Elliot West’s “The Last Indian War” was published in 2009, so it has been around. I’d not read it, but it was handy and I needed to check a date or name, so picked it up. And read a page or two. And decided I should read it. Read it because what West does is put the Nez Perce War in context of the Westward movement and US history.
We know that the War parties—Nez Perce and pursuing armies—moved through Yellowstone National Park. Some writers even tell us that it—Yellowstone—was a first, and that tourists were encountered and captured. But West tells us that yes, Yellowstone was the first National Park, and that it “reflected three powerful forces creating and defining the West.”
The first was the effort to inventory the West. Lewis and Clark measured and sent specimens; Isaac Stephens surveyed a Northern Transcontinental Rail Route. An inordinate amount of information was collected and sent East, where bureaucrats and capitalists found purpose in it. The second force was railroads, which made use of this measuring and inventorying as they moved across the country. And the third we might call “Wild Landscapes,” the notion that Europe might have its cathedrals and towers, but we had Yellowstone, the Grand Canyon—our own monuments. West has further reflections on “wildness,” the “virtue” of first peoples in their wild environment, and the paradox of technological advance, conquest, and assimilation.
The big technology of the post-Civil War years was the railroad. Railroads sped the decline of the buffalo, disrupted the Plains tribes, and directly impacted the Nez Perce. They moved armies towards the War, and eventually moved the Nez Perce into captivity. West links railroads to their sister and accompanying technology, the telegraph, which had an even greater impact on the People. Kent Nurburn’s “Chief Joseph and the Flight of the Nez Perce” tells the story of Joseph learning about the telegraph while on the train to captivity. A message is sent from one train station to the next, and Joseph realizes that this is how several armies were brought in to pursue the Nez Perce in their flight. West says the telegraph “collapsed time and space,” and not only served the army, but it showed the Nez Perce War to the entire nation. The East followed the War closely, and many sympathized with the Indians’ side. Eventually, Joseph’s words at Bear’s Paw—or what were construed as his words to Howard and Miles—went across the wires and into print in papers and magazines across the country. He became a kind of hero, a safe Indian hero, a noble—and captured—enemy.

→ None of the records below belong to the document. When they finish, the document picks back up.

/// Courier Crypto Library
///
/// Per-user symmetric protection for the long-lived session credential:
/// - keys: PBKDF2-HMAC-SHA256 derivation from the process master secret
/// - envelope: versioned, self-describing AES-256-GCM envelope
/// - vault: cached per-user ciphers plus session token issue/verify

pub mod envelope;
pub mod error;
pub mod keys;
pub mod vault;

pub use envelope::Payload;
pub use error::CryptoError;
pub use vault::CredentialVault;
use base64::Engine;
use base64::engine::general_purpose::URL_SAFE_NO_PAD;
use chrono::{Duration, Utc};

use crate::models::AuthChallenge;
use crate::{Database, OptionalExt, Result, from_sql_time, to_sql_time};

/// 32 bytes from the OS-seeded thread RNG, base64url without padding.
fn generate_token() -> String {
    let bytes: [u8; 32] = rand::random();
    URL_SAFE_NO_PAD.encode(bytes)
}

impl Database {
    /// Store a one-time challenge binding a phone fingerprint to the
    /// provider's code handle. Returns the token handed to the client.
    pub fn create_auth_challenge(
        &self,
        phone_hash: &str,
        provider_code_handle: &str,
        ttl: Duration,
    ) -> Result<String> {
        let token = generate_token();
        let expires_at = to_sql_time(Utc::now() + ttl);

        self.with_tx("create_auth_challenge", |conn| {
            conn.execute(
                "INSERT INTO auth_challenges (token, phone_hash, provider_code_handle, expires_at)
                 VALUES (?1, ?2, ?3, ?4)",
                rusqlite::params![token, phone_hash, provider_code_handle, expires_at],
            )?;
            Ok(())
        })?;

        Ok(token)
    }

    /// Flip `is_verified` exactly once, and only before expiry. A single
    /// conditional UPDATE makes check-and-set atomic, so a replayed token
    /// always gets `false`.
    pub fn consume_auth_challenge(&self, token: &str, user_remote_id: i64) -> Result<bool> {
        self.with_tx("consume_auth_challenge", |conn| {
            let changed = conn.execute(
                "UPDATE auth_challenges
                 SET is_verified = 1, verified_at = datetime('now'), user_remote_id = ?2
                 WHERE token = ?1 AND is_verified = 0 AND expires_at > datetime('now')",
                rusqlite::params![token, user_remote_id],
            )?;
            Ok(changed == 1)
        })
    }

    /// The challenge behind `token`, if it is still pending.
    pub fn get_auth_challenge(&self, token: &str) -> Result<Option<AuthChallenge>> {
        self.with_conn("get_auth_challenge", |conn| {
            conn.query_row(
                "SELECT token, phone_hash, provider_code_handle, created_at, expires_at, is_verified
                 FROM auth_challenges
                 WHERE token = ?1 AND is_verified = 0 AND expires_at > datetime('now')",
                [token],
                |row| {
                    Ok(AuthChallenge {
                        token: row.get(0)?,
                        phone_hash: row.get(1)?,
                        provider_code_handle: row.get(2)?,
                        created_at: from_sql_time(&row.get::<_, String>(3)?),
                        expires_at: from_sql_time(&row.get::<_, String>(4)?),
                        verified: row.get(5)?,
                    })
                },
            )
            .optional()
        })
    }
}
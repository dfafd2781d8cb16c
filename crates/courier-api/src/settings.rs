use axum::{
    Json,
    extract::{Path, State},
    http::StatusCode,
    response::IntoResponse,
};
use tracing::{error, info};

use courier_types::models::UserSettings;

use crate::auth::AppState;

pub async fn get_settings(
    State(state): State<AppState>,
    Path(remote_id): Path<i64>,
) -> Result<impl IntoResponse, StatusCode> {
    let db = state.db.clone();
    let settings = tokio::task::spawn_blocking(move || db.get_settings(remote_id))
        .await
        .map_err(|e| { error!("spawn_blocking join error: {}", e); StatusCode::INTERNAL_SERVER_ERROR })?
        .map_err(|e| { error!("Loading settings for user {} failed: {}", remote_id, e); StatusCode::INTERNAL_SERVER_ERROR })?
        .ok_or(StatusCode::NOT_FOUND)?;

    Ok(Json(settings))
}

/// Replace the whole settings document. Responds with the stored form,
/// keywords normalized.
pub async fn put_settings(
    State(state): State<AppState>,
    Path(remote_id): Path<i64>,
    Json(settings): Json<UserSettings>,
) -> Result<impl IntoResponse, StatusCode> {
    if settings.retention_days == 0 {
        return Err(StatusCode::BAD_REQUEST);
    }

    let db = state.db.clone();
    let stored = tokio::task::spawn_blocking(move || {
        if !db.update_settings(remote_id, &settings)? {
            return Ok(None);
        }
        db.get_settings(remote_id)
    })
    .await
    .map_err(|e| { error!("spawn_blocking join error: {}", e); StatusCode::INTERNAL_SERVER_ERROR })?
    .map_err(|e| { error!("Updating settings for user {} failed: {}", remote_id, e); StatusCode::INTERNAL_SERVER_ERROR })?
    .ok_or(StatusCode::NOT_FOUND)?;

    info!("Settings updated for user {}", remote_id);
    Ok(Json(stored))
}
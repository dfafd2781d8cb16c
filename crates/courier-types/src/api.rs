use chrono::{DateTime, Utc};
use serde::{Deserialize, Serialize};

use crate::models::{Profile, SessionState};

// -- JWT Claims --

/// Operator token claims for the operations API.
#[derive(Debug, Clone, Serialize, Deserialize)]
pub struct Claims {
    pub sub: String,
    pub exp: usize,
}

// -- Sessions --

/// Result of a successful `start`.
#[derive(Debug, Clone, Copy, PartialEq, Eq, Serialize, Deserialize)]
#[serde(rename_all = "snake_case")]
pub enum StartOutcome {
    Started,
    AlreadyRunning,
}

#[derive(Debug, Serialize, Deserialize)]
pub struct SessionView {
    pub remote_id: i64,
    pub state: SessionState,
}

#[derive(Debug, Serialize, Deserialize)]
pub struct StartResponse {
    pub remote_id: i64,
    pub outcome: StartOutcome,
}

// -- Auth challenges --

#[derive(Debug, Deserialize)]
#[serde(deny_unknown_fields)]
pub struct CreateChallengeRequest {
    pub phone: String,
    pub provider_code_handle: String,
    #[serde(default)]
    pub ttl_minutes: Option<i64>,
}

#[derive(Debug, Serialize, Deserialize)]
pub struct CreateChallengeResponse {
    pub token: String,
    pub expires_at: DateTime<Utc>,
}

// -- Enrollment --

/// Sent by the external authentication flow once the remote service has
/// accepted the login code.
#[derive(Debug, Deserialize)]
#[serde(deny_unknown_fields)]
pub struct EnrollRequest {
    pub challenge_token: String,
    pub remote_id: i64,
    pub phone: String,
    pub credential: String,
    #[serde(default)]
    pub profile: Profile,
    #[serde(default)]
    pub consent: bool,
}

#[derive(Debug, Serialize, Deserialize)]
pub struct EnrollResponse {
    pub user_id: i64,
    pub remote_id: i64,
    pub session_token: String,
    /// `None` when monitoring was not started (no consent recorded yet).
    pub monitoring: Option<StartOutcome>,
}

// -- Session tokens --

#[derive(Debug, Deserialize)]
#[serde(deny_unknown_fields)]
pub struct VerifyTokenRequest {
    pub token: String,
}

#[derive(Debug, Serialize, Deserialize)]
pub struct VerifyTokenResponse {
    pub valid: bool,
}
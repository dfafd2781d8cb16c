use chrono::{DateTime, Utc};
use serde::{Deserialize, Serialize};

use crate::models::{ChatKind, Media};

/// Events a transport delivers for one session.
#[derive(Debug, Clone, PartialEq, Serialize, Deserialize)]
#[serde(tag = "type", content = "data", rename_all = "snake_case")]
pub enum TransportEvent {
    /// An incoming message arrived
    NewMessage(IncomingMessage),

    /// A previously delivered message was edited
    MessageEdited(IncomingMessage),

    /// Messages were deleted. Only identifiers are known, never content.
    MessagesDeleted { chat_id: i64, message_ids: Vec<i64> },
}

#[derive(Debug, Clone, Copy, PartialEq, Eq, Hash)]
pub enum EventKind {
    New,
    Edited,
    Deleted,
}

impl TransportEvent {
    pub fn kind(&self) -> EventKind {
        match self {
            Self::NewMessage(_) => EventKind::New,
            Self::MessageEdited(_) => EventKind::Edited,
            Self::MessagesDeleted { .. } => EventKind::Deleted,
        }
    }

    pub fn chat_id(&self) -> i64 {
        match self {
            Self::NewMessage(msg) | Self::MessageEdited(msg) => msg.chat.id,
            Self::MessagesDeleted { chat_id, .. } => *chat_id,
        }
    }
}

#[derive(Debug, Clone, PartialEq, Serialize, Deserialize)]
pub struct IncomingMessage {
    pub message_id: i64,
    pub chat: ChatInfo,
    pub sender: Option<SenderInfo>,
    pub date: DateTime<Utc>,
    #[serde(default)]
    pub edit_date: Option<DateTime<Utc>>,
    #[serde(default)]
    pub text: Option<String>,
    #[serde(default)]
    pub media: Media,
    /// Opaque handle the transport resolves back into the media payload.
    #[serde(default)]
    pub media_ref: Option<String>,
}

#[derive(Debug, Clone, PartialEq, Serialize, Deserialize)]
pub struct ChatInfo {
    pub id: i64,
    pub kind: ChatKind,
    #[serde(default)]
    pub title: Option<String>,
    #[serde(default)]
    pub username: Option<String>,
    #[serde(default = "default_participants")]
    pub participant_count: i64,
}

fn default_participants() -> i64 {
    1
}

#[derive(Debug, Clone, PartialEq, Serialize, Deserialize)]
pub struct SenderInfo {
    pub id: i64,
    #[serde(default)]
    pub first_name: Option<String>,
    #[serde(default)]
    pub last_name: Option<String>,
    #[serde(default)]
    pub username: Option<String>,
}

impl SenderInfo {
    /// Best human-readable name: "First Last", then "@username", then the id.
    pub fn display_name(&self) -> String {
        let full = [self.first_name.as_deref(), self.last_name.as_deref()]
            .into_iter()
            .flatten()
            .filter(|part| !part.is_empty())
            .collect::<Vec<_>>()
            .join(" ");

        if !full.is_empty() {
            full
        } else if let Some(username) = &self.username {
            format!("@{}", username)
        } else {
            self.id.to_string()
        }
    }
}
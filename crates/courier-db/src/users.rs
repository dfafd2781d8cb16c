use std::collections::BTreeSet;

use courier_types::models::{Profile, User, UserSettings};
use rusqlite::{Connection, Row};
use sha2::{Digest, Sha256};

use crate::audit::{Action, CONSENT_GIVEN, SETTINGS_UPDATED, USER_ADDED, insert_action};
use crate::{
    Database, OptionalExt, Result, StoreError, from_sql_time, from_sql_time_opt, json_column_error,
};

/// Stable fingerprint of a phone number. The clear number is never stored.
pub fn hash_phone(phone: &str) -> String {
    hex::encode(Sha256::digest(phone.as_bytes()))
}

/// Keep the first two and last two digits: `+79161234567` -> `+7********67`.
pub fn mask_phone(phone: &str) -> String {
    let chars: Vec<char> = phone.chars().collect();
    if chars.len() <= 4 {
        return phone.to_string();
    }

    let mut masked: String = chars[..2].iter().collect();
    masked.push_str(&"*".repeat(chars.len() - 4));
    masked.extend(&chars[chars.len() - 2..]);
    masked
}

const USER_COLUMNS: &str = "u.id, u.remote_id, u.phone_hash, u.credential,
    u.first_name, u.last_name, u.username, u.is_active, u.consent_given, u.consent_at,
    u.created_at, u.last_active,
    s.forward_media, s.forward_edited, s.keywords, s.excluded_chats, s.notifications,
    s.retention_days";

impl Database {
    // -- Users --

    /// Insert or replace the user keyed by `remote_id`, make sure a settings
    /// row exists, and audit the change with the phone masked.
    pub fn upsert_user(
        &self,
        remote_id: i64,
        phone: &str,
        encrypted_credential: &str,
        profile: &Profile,
    ) -> Result<i64> {
        let phone_hash = hash_phone(phone);
        let details = serde_json::json!({ "phone": mask_phone(phone) }).to_string();

        self.with_tx("upsert_user", |conn| {
            let user_id: i64 = conn.query_row(
                "INSERT INTO users
                    (remote_id, phone_hash, credential, first_name, last_name, username,
                     last_active, is_active)
                 VALUES (?1, ?2, ?3, ?4, ?5, ?6, datetime('now'), 1)
                 ON CONFLICT(remote_id) DO UPDATE SET
                    phone_hash  = excluded.phone_hash,
                    credential  = excluded.credential,
                    first_name  = excluded.first_name,
                    last_name   = excluded.last_name,
                    username    = excluded.username,
                    last_active = excluded.last_active,
                    is_active   = 1
                 RETURNING id",
                rusqlite::params![
                    remote_id,
                    phone_hash,
                    encrypted_credential,
                    profile.first_name,
                    profile.last_name,
                    profile.username
                ],
                |row| row.get(0),
            )?;

            conn.execute(
                "INSERT OR IGNORE INTO user_settings (user_id) VALUES (?1)",
                [user_id],
            )?;

            insert_action(
                conn,
                &Action::new(USER_ADDED)
                    .user(user_id)
                    .target("remote_user", remote_id)
                    .details(&details),
            )?;

            Ok(user_id)
        })
    }

    /// Active user joined with settings; `None` when absent or deactivated.
    pub fn get_user_by_remote_id(&self, remote_id: i64) -> Result<Option<User>> {
        self.with_conn("get_user_by_remote_id", |conn| query_active_user(conn, remote_id))
    }

    pub fn touch_user_activity(&self, remote_id: i64) -> Result<()> {
        self.with_tx("touch_user_activity", |conn| {
            conn.execute(
                "UPDATE users SET last_active = datetime('now') WHERE remote_id = ?1",
                [remote_id],
            )?;
            Ok(())
        })
    }

    /// Record that the user agreed to monitoring. Returns false for unknown
    /// or deactivated users. The first consent timestamp is kept.
    pub fn record_consent(&self, remote_id: i64) -> Result<bool> {
        self.with_tx("record_consent", |conn| {
            let user_id: Option<i64> = conn
                .query_row(
                    "UPDATE users
                     SET consent_given = 1, consent_at = COALESCE(consent_at, datetime('now'))
                     WHERE remote_id = ?1 AND is_active = 1
                     RETURNING id",
                    [remote_id],
                    |row| row.get(0),
                )
                .optional()?;

            let Some(user_id) = user_id else {
                return Ok(false);
            };

            insert_action(
                conn,
                &Action::new(CONSENT_GIVEN).user(user_id).target("remote_user", remote_id),
            )?;
            Ok(true)
        })
    }

    /// Remote ids of active users with consent on record, for session resume
    /// at boot.
    pub fn list_resumable_users(&self) -> Result<Vec<i64>> {
        self.with_conn("list_resumable_users", |conn| {
            let mut stmt = conn.prepare(
                "SELECT remote_id FROM users
                 WHERE is_active = 1 AND consent_given = 1
                 ORDER BY remote_id",
            )?;
            let ids = stmt
                .query_map([], |row| row.get(0))?
                .collect::<rusqlite::Result<Vec<i64>>>()?;
            Ok(ids)
        })
    }

    // -- Settings --

    pub fn get_settings(&self, remote_id: i64) -> Result<Option<UserSettings>> {
        Ok(self.get_user_by_remote_id(remote_id)?.map(|user| user.settings))
    }

    /// Replace the user's settings. Returns false for unknown users.
    pub fn update_settings(&self, remote_id: i64, settings: &UserSettings) -> Result<bool> {
        let op = "update_settings";
        let keywords = normalize_keywords(&settings.keywords);
        let keywords_json = serde_json::to_string(&keywords)
            .map_err(|source| StoreError::Serialisation { op, source })?;
        let excluded_json = serde_json::to_string(&settings.excluded_chats)
            .map_err(|source| StoreError::Serialisation { op, source })?;

        self.with_tx(op, |conn| {
            let user_id: Option<i64> = conn
                .query_row(
                    "SELECT id FROM users WHERE remote_id = ?1 AND is_active = 1",
                    [remote_id],
                    |row| row.get(0),
                )
                .optional()?;

            let Some(user_id) = user_id else {
                return Ok(false);
            };

            conn.execute(
                "INSERT INTO user_settings
                    (user_id, forward_media, forward_edited, keywords, excluded_chats,
                     notifications, retention_days, updated_at)
                 VALUES (?1, ?2, ?3, ?4, ?5, ?6, ?7, datetime('now'))
                 ON CONFLICT(user_id) DO UPDATE SET
                    forward_media  = excluded.forward_media,
                    forward_edited = excluded.forward_edited,
                    keywords       = excluded.keywords,
                    excluded_chats = excluded.excluded_chats,
                    notifications  = excluded.notifications,
                    retention_days = excluded.retention_days,
                    updated_at     = excluded.updated_at",
                rusqlite::params![
                    user_id,
                    settings.forward_media,
                    settings.forward_edited,
                    keywords_json,
                    excluded_json,
                    settings.notifications,
                    settings.retention_days
                ],
            )?;

            insert_action(
                conn,
                &Action::new(SETTINGS_UPDATED).user(user_id).target("remote_user", remote_id),
            )?;
            Ok(true)
        })
    }
}

/// Trim, drop blanks and de-duplicate case-insensitively, keeping the first
/// spelling and the original order.
fn normalize_keywords(keywords: &[String]) -> Vec<String> {
    let mut seen = BTreeSet::new();
    keywords
        .iter()
        .map(|k| k.trim())
        .filter(|k| !k.is_empty())
        .filter(|k| seen.insert(k.to_lowercase()))
        .map(str::to_string)
        .collect()
}

fn query_active_user(conn: &Connection, remote_id: i64) -> rusqlite::Result<Option<User>> {
    let sql = format!(
        "SELECT {} FROM users u
         LEFT JOIN user_settings s ON s.user_id = u.id
         WHERE u.remote_id = ?1 AND u.is_active = 1",
        USER_COLUMNS
    );

    conn.query_row(&sql, [remote_id], user_from_row).optional()
}

fn user_from_row(row: &Row<'_>) -> rusqlite::Result<User> {
    Ok(User {
        id: row.get(0)?,
        remote_id: row.get(1)?,
        phone_hash: row.get(2)?,
        encrypted_credential: row.get(3)?,
        profile: Profile {
            first_name: row.get(4)?,
            last_name: row.get(5)?,
            username: row.get(6)?,
        },
        active: row.get(7)?,
        consent: row.get(8)?,
        consent_at: from_sql_time_opt(row.get(9)?),
        created_at: from_sql_time(&row.get::<_, String>(10)?),
        last_active: from_sql_time_opt(row.get(11)?),
        settings: settings_from_row(row, 12)?,
    })
}

/// Settings columns start at `base`. A missing settings row (LEFT JOIN
/// miss) decodes as defaults.
fn settings_from_row(row: &Row<'_>, base: usize) -> rusqlite::Result<UserSettings> {
    let defaults = UserSettings::default();

    let keywords = match row.get::<_, Option<String>>(base + 2)? {
        Some(raw) => serde_json::from_str(&raw).map_err(|e| json_column_error(base + 2, e))?,
        None => defaults.keywords,
    };
    let excluded_chats = match row.get::<_, Option<String>>(base + 3)? {
        Some(raw) => serde_json::from_str(&raw).map_err(|e| json_column_error(base + 3, e))?,
        None => defaults.excluded_chats,
    };

    Ok(UserSettings {
        forward_media: row.get::<_, Option<bool>>(base)?.unwrap_or(defaults.forward_media),
        forward_edited: row.get::<_, Option<bool>>(base + 1)?.unwrap_or(defaults.forward_edited),
        keywords,
        excluded_chats,
        notifications: row.get::<_, Option<bool>>(base + 4)?.unwrap_or(defaults.notifications),
        retention_days: row.get::<_, Option<u32>>(base + 5)?.unwrap_or(defaults.retention_days),
    })
}

#[cfg(test)]
mod tests {
    use super::*;
    use crate::audit::USER_ADDED;

    fn profile() -> Profile {
        Profile {
            first_name: Some("Ada".into()),
            last_name: None,
            username: Some("ada".into()),
        }
    }

    #[test]
    fn phone_masking() {
        assert_eq!(mask_phone("+79161234567"), "+7********67");
        assert_eq!(mask_phone("12345"), "12*45");
        assert_eq!(mask_phone("1234"), "1234");
    }

    #[test]
    fn phone_hash_is_sha256_hex() {
        let hash = hash_phone("+79161234567");
        assert_eq!(hash.len(), 64);
        assert_eq!(hash, hash_phone("+79161234567"));
        assert_ne!(hash, hash_phone("+79161234568"));
    }

    #[test]
    fn upsert_creates_user_with_default_settings() {
        let db = Database::open_in_memory().unwrap();
        let id = db.upsert_user(1001, "+79161234567", "sealed", &profile()).unwrap();

        let user = db.get_user_by_remote_id(1001).unwrap().unwrap();
        assert_eq!(user.id, id);
        assert_eq!(user.encrypted_credential, "sealed");
        assert_eq!(user.phone_hash, hash_phone("+79161234567"));
        assert!(user.active);
        assert!(!user.consent);
        assert!(user.last_active.is_some());
        assert_eq!(user.settings, UserSettings::default());
    }

    #[test]
    fn upsert_replaces_by_remote_id_and_keeps_settings() {
        let db = Database::open_in_memory().unwrap();
        let first = db.upsert_user(1001, "+79161234567", "old", &profile()).unwrap();

        let custom = UserSettings {
            keywords: vec!["urgent".into()],
            ..Default::default()
        };
        assert!(db.update_settings(1001, &custom).unwrap());

        let second = db.upsert_user(1001, "+79161234567", "new", &Profile::default()).unwrap();
        assert_eq!(first, second);

        let user = db.get_user_by_remote_id(1001).unwrap().unwrap();
        assert_eq!(user.encrypted_credential, "new");
        assert_eq!(user.profile, Profile::default());
        assert_eq!(user.settings.keywords, vec!["urgent".to_string()]);
    }

    #[test]
    fn audit_entry_masks_phone() {
        let db = Database::open_in_memory().unwrap();
        db.upsert_user(1001, "+79161234567", "sealed", &profile()).unwrap();

        let actions = db.recent_actions(5).unwrap();
        assert_eq!(actions[0].action_type, USER_ADDED);
        let details = actions[0].details.clone().unwrap();
        assert!(details.contains("+7********67"));
        assert!(!details.contains("9161234567"));
    }

    #[test]
    fn inactive_users_are_hidden() {
        let db = Database::open_in_memory().unwrap();
        db.upsert_user(1001, "+79161234567", "sealed", &profile()).unwrap();
        db.with_conn("deactivate", |conn| {
            conn.execute("UPDATE users SET is_active = 0 WHERE remote_id = 1001", [])
        })
        .unwrap();

        assert!(db.get_user_by_remote_id(1001).unwrap().is_none());
        assert!(db.get_user_by_remote_id(4242).unwrap().is_none());
    }

    #[test]
    fn consent_gates_resume_list() {
        let db = Database::open_in_memory().unwrap();
        db.upsert_user(1, "+70000000001", "a", &profile()).unwrap();
        db.upsert_user(2, "+70000000002", "b", &profile()).unwrap();

        assert!(db.list_resumable_users().unwrap().is_empty());
        assert!(db.record_consent(2).unwrap());
        assert!(!db.record_consent(99).unwrap());

        assert_eq!(db.list_resumable_users().unwrap(), vec![2]);
        let user = db.get_user_by_remote_id(2).unwrap().unwrap();
        assert!(user.consent);
        assert!(user.consent_at.is_some());
    }

    #[test]
    fn settings_update_normalizes_keywords() {
        let db = Database::open_in_memory().unwrap();
        db.upsert_user(1, "+70000000001", "a", &profile()).unwrap();

        let settings = UserSettings {
            forward_media: false,
            keywords: vec![" Urgent ".into(), "urgent".into(), "".into(), "invoice".into()],
            excluded_chats: [5, 9].into_iter().collect(),
            retention_days: 7,
            ..Default::default()
        };
        assert!(db.update_settings(1, &settings).unwrap());
        assert!(!db.update_settings(2, &settings).unwrap());

        let stored = db.get_settings(1).unwrap().unwrap();
        assert!(!stored.forward_media);
        assert_eq!(stored.keywords, vec!["Urgent".to_string(), "invoice".to_string()]);
        assert!(stored.is_excluded(9));
        assert_eq!(stored.retention_days, 7);
    }

    #[test]
    fn touch_updates_last_active() {
        let db = Database::open_in_memory().unwrap();
        db.upsert_user(1, "+70000000001", "a", &profile()).unwrap();
        db.with_conn("age", |conn| {
            conn.execute("UPDATE users SET last_active = '2000-01-01 00:00:00'", [])
        })
        .unwrap();

        db.touch_user_activity(1).unwrap();
        let user = db.get_user_by_remote_id(1).unwrap().unwrap();
        assert!(user.last_active.unwrap().timestamp() > 946_684_800);
    }
}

If the Nez Perce War brought these new technologies into warfare and public knowledge of war—and of the West, it was also, according to West, the last great “horse war.” The Nez Perce had been acknowledged horse breeders and handlers from the time of Lewis and Clark. In fewer than 100 years, they had become masters of the horse and horse warfare. They also had become accomplished marksmen. The bands traveled the entire length of the fighting retreat with huge. They knew the country better than the military men, and their horses were accustomed to feeding on wild pasture in canyons and prairies. The military horses were fed corn, and weakened when the entourage of supplies lagged behind.
Traveling with women, children, old people, and hundreds of horses, the Nez Perce did not lose a battle until the very end. All previous battles and skirmishes were, at best, draws for the US military. Many were outright defeats. The Nez Perce were the superior horsemen and marksmen, the superior soldiers. At Bear’s Paw, Miles and the telegraph caught the them, and with overwhelming numbers, and after some 1200-1400 miles of pursuit by a multitude of US army officers and enlisted men, civilian volunteers, the military won the day.
One is reminded of the time of the treaties, when Natives were told that the whites would “come like grasshoppers.” And that this piece of history, the filling of the West with white fur traders, miners, settlers, military posts and troops, of major warfare with horses and the Natives who’d made the West home for millennia, came to a close at Bear’s Paw.